Quote from: S'mon on April 29, 2021, 02:13:14 AM
Most RPG games embrace the fantasy of not being beholden to your family. :)

Usually because in short order the PCs are tens or hundreds of miles away from home and sometimes never return.

Bemusingly in Dragon Storm the game starts off for new players with them having to flee their home town and all friends and family once it is revealed they are really the hated shifters. Everyone and their brother might turn on them and report them to the Necros.

Meanwhile over in Orpheus all those family and contacts you generated in chargen can and WILL become a massive liability later as they are either turned against the PCs or targeted by one of the threats and killed.

Omega

#9
Part of the reason family get targeted is because the PCs make enemies. Sometimes those enemies try to hurt the hero by indirect means. This is particularly true in the pulp and superhero settings. But also can be a factor in fantasy or even sci-fi ones.

This is not a 100% thing. But if you are in a more grim setting, or one that can be, then family and even contacts can end up being targets for foes.

And if not those. A foe might target your place of employment, your works/creations, deeds, reputation, etc.

Steven Mitchell

We usually play that adventurers are somewhat out of the normal social order.  Not having a family or close ties to one is another way in which it manifests.  That is, the family connections are important to the PCs by their absence.
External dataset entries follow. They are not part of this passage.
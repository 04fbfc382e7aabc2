use std::fmt;
use std::fs::{create_dir_all, read_to_string, write};
use std::io;
use std::path::{Path, PathBuf};
use std::process::exit;

use dialoguer::{Confirm, Input};
use serde::{Deserialize, Serialize};
use serde_json::{from_str, to_string_pretty};
use thiserror::Error;

/// Name of the configuration file.
pub(crate) const CONFIG_NAME: &str = "config.json";

/// Errors raised while reading, writing or validating the configuration.
#[derive(Error, Debug)]
pub(crate) enum ConfigError {
    #[error("IO error: {0}")]
    Io(#[from] io::Error),

    #[error("JSON error: {0}")]
    Json(#[from] serde_json::Error),

    #[error("working directory \"{0}\" does not exist")]
    MissingWorkingDirectory(String),

    #[error("no working directory was given")]
    EmptyWorkingDirectory,
}

/// Config that is used to do general setup.
#[derive(Serialize, Deserialize, Debug, Clone, PartialEq)]
pub(crate) struct Config {
    /// Name shown in the user agent.
    #[serde(default = "default_nickname")]
    nickname: String,
    /// Directory every scrape session is created in.
    working_directory: String,
    /// Tags excluded from every tag search.
    #[serde(default)]
    blacklist: Vec<String>,
    /// e621 username, empty when browsing anonymously.
    #[serde(default)]
    username: String,
    /// API key from the account settings, empty when browsing anonymously.
    #[serde(default)]
    api_key: String,
    /// Posts requested per page.
    #[serde(default = "default_page_size")]
    page_size: u32,
    /// Upper bound on the pages scanned when estimating a query.
    #[serde(default = "default_max_scan_pages")]
    max_scan_pages: u32,
    /// Pause after every download attempt, in milliseconds.
    #[serde(default = "default_download_delay_ms")]
    download_delay_ms: u64,
    /// Number of download workers; 1 downloads strictly in order.
    #[serde(default = "default_download_workers")]
    download_workers: usize,
}

fn default_nickname() -> String {
    String::from("anonymous")
}

fn default_page_size() -> u32 {
    20
}

fn default_max_scan_pages() -> u32 {
    200
}

fn default_download_delay_ms() -> u64 {
    200
}

fn default_download_workers() -> usize {
    1
}

impl Config {
    pub(crate) fn new(nickname: &str, working_directory: &str, blacklist: Vec<String>) -> Self {
        let nickname = nickname.trim();
        Config {
            nickname: if nickname.is_empty() { default_nickname() } else { nickname.to_string() },
            working_directory: working_directory.to_string(),
            blacklist,
            username: String::new(),
            api_key: String::new(),
            page_size: default_page_size(),
            max_scan_pages: default_max_scan_pages(),
            download_delay_ms: default_download_delay_ms(),
            download_workers: default_download_workers(),
        }
    }

    pub(crate) fn nickname(&self) -> &str {
        &self.nickname
    }

    pub(crate) fn working_directory(&self) -> &Path {
        Path::new(&self.working_directory)
    }

    pub(crate) fn blacklist(&self) -> &[String] {
        &self.blacklist
    }

    pub(crate) fn set_blacklist(&mut self, blacklist: Vec<String>) {
        self.blacklist = blacklist;
    }

    pub(crate) fn page_size(&self) -> u32 {
        self.page_size.max(1)
    }

    pub(crate) fn max_scan_pages(&self) -> u32 {
        self.max_scan_pages.max(1)
    }

    pub(crate) fn download_delay_ms(&self) -> u64 {
        self.download_delay_ms
    }

    pub(crate) fn download_workers(&self) -> usize {
        self.download_workers.max(1)
    }

    /// The credential pair, only when both halves are filled in.
    pub(crate) fn credentials(&self) -> Option<Credentials> {
        if self.username.is_empty() || self.api_key.is_empty() {
            None
        } else {
            Some(Credentials::new(&self.username, &self.api_key))
        }
    }

    /// The user agent that identifies this client to the API.
    pub(crate) fn user_agent(&self) -> String {
        format!("{}/{} (by {})", env!("CARGO_PKG_NAME"), env!("CARGO_PKG_VERSION"), self.nickname())
    }

    /// Loads the config at `path`, `None` when no config has been written yet.
    pub(crate) fn load(path: &Path) -> Result<Option<Self>, ConfigError> {
        if !path.exists() {
            trace!("{}: does not exist!", path.display());
            return Ok(None);
        }

        let config: Config = from_str(&read_to_string(path)?)?;
        Ok(Some(config))
    }

    /// Writes the config to `path` as pretty printed JSON.
    pub(crate) fn save(&self, path: &Path) -> Result<(), ConfigError> {
        write(path, to_string_pretty(self)?)?;
        trace!("Config written to {}", path.display());
        Ok(())
    }

    /// Makes sure the working directory exists and is a directory.
    pub(crate) fn validate(&self) -> Result<(), ConfigError> {
        if self.working_directory.trim().is_empty() {
            return Err(ConfigError::EmptyWorkingDirectory);
        }
        if !self.working_directory().is_dir() {
            return Err(ConfigError::MissingWorkingDirectory(self.working_directory.clone()));
        }
        Ok(())
    }

    /// Walks the user through creating a config and saves it to `path`.
    ///
    /// Any answer that leaves the scraper without a usable working directory ends the program.
    pub(crate) fn initialize(path: &Path) -> Result<Self, ConfigError> {
        info!("It appears this is your first run.");
        let nickname: String = Input::new()
            .with_prompt("Enter your desired nickname")
            .default(default_nickname())
            .interact_text()
            .unwrap_or_else(|_| default_nickname());

        let working_directory: String = Input::new()
            .with_prompt("Set your working directory (absolute path)")
            .allow_empty(true)
            .interact_text()
            .unwrap_or_default();
        let working_directory = working_directory.trim().to_string();
        if working_directory.is_empty() {
            emergency_exit("No directory provided.");
        }

        let directory = PathBuf::from(&working_directory);
        if !directory.exists() {
            let create = Confirm::new()
                .with_prompt(format!("Directory \"{working_directory}\" does not exist. Create it?"))
                .default(true)
                .interact()
                .unwrap_or(false);
            if !create {
                emergency_exit("Working directory must exist.");
            }
            if let Err(err) = create_dir_all(&directory) {
                emergency_exit(&format!("Could not create directory: {err}"));
            }
            info!("Directory \"{}\" created.", working_directory);
        }

        let blacklist: String = Input::new()
            .with_prompt("Enter any tags to blacklist (separated by commas), or leave blank")
            .allow_empty(true)
            .interact_text()
            .unwrap_or_default();

        let config = Config::new(&nickname, &working_directory, split_tags(&blacklist));
        config.save(path)?;
        info!("Configuration saved successfully.");
        info!("Add your username and API key to {} to search with your account.", path.display());

        Ok(config)
    }
}

/// The optional basic credential pair sent with API requests.
#[derive(Clone, PartialEq, Eq)]
pub(crate) struct Credentials {
    username: String,
    api_key: String,
}

impl Credentials {
    pub(crate) fn new(username: &str, api_key: &str) -> Self {
        Credentials {
            username: username.to_string(),
            api_key: api_key.to_string(),
        }
    }

    pub(crate) fn username(&self) -> &str {
        &self.username
    }

    pub(crate) fn api_key(&self) -> &str {
        &self.api_key
    }
}

impl fmt::Debug for Credentials {
    fn fmt(&self, f: &mut fmt::Formatter<'_>) -> fmt::Result {
        f.debug_struct("Credentials")
            .field("username", &self.username)
            .field("api_key", &"*".repeat(self.api_key.len()))
            .finish()
    }
}

/// Splits comma separated user input into trimmed, non-empty tags.
pub(crate) fn split_tags(input: &str) -> Vec<String> {
    input
        .split(',')
        .map(str::trim)
        .filter(|tag| !tag.is_empty())
        .map(String::from)
        .collect()
}

/// Exits the program after a message explaining the error and prompting the user to press `ENTER`.
///
/// # Arguments
///
/// * `error`: The error message to print.
pub(crate) fn emergency_exit(error: &str) -> ! {
    error!("{}", error);
    println!("Press ENTER to close the application...");

    let mut line = String::new();
    io::stdin().read_line(&mut line).unwrap_or_default();

    exit(1);
}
I have run an occasional campaign where the PCs were all members of the same family or close associates.  Typically, a core set of PCs that are close family, and then their various friends.

KingCheops

Quote from: S'mon on April 29, 2021, 02:13:14 AM
Most RPG games embrace the fantasy of not being beholden to your family. :)

Lol yup!

However I really want to run the AiME Murkwood Campaign due to it spanning 30 years of in-world time.  Seems like it'd be so much fun to have all that family and heirloom stuff come up.  Just have to find a way to convince my players to a) try it, and b) not all roll up Elves and Dwarfs (or those pesky halflings).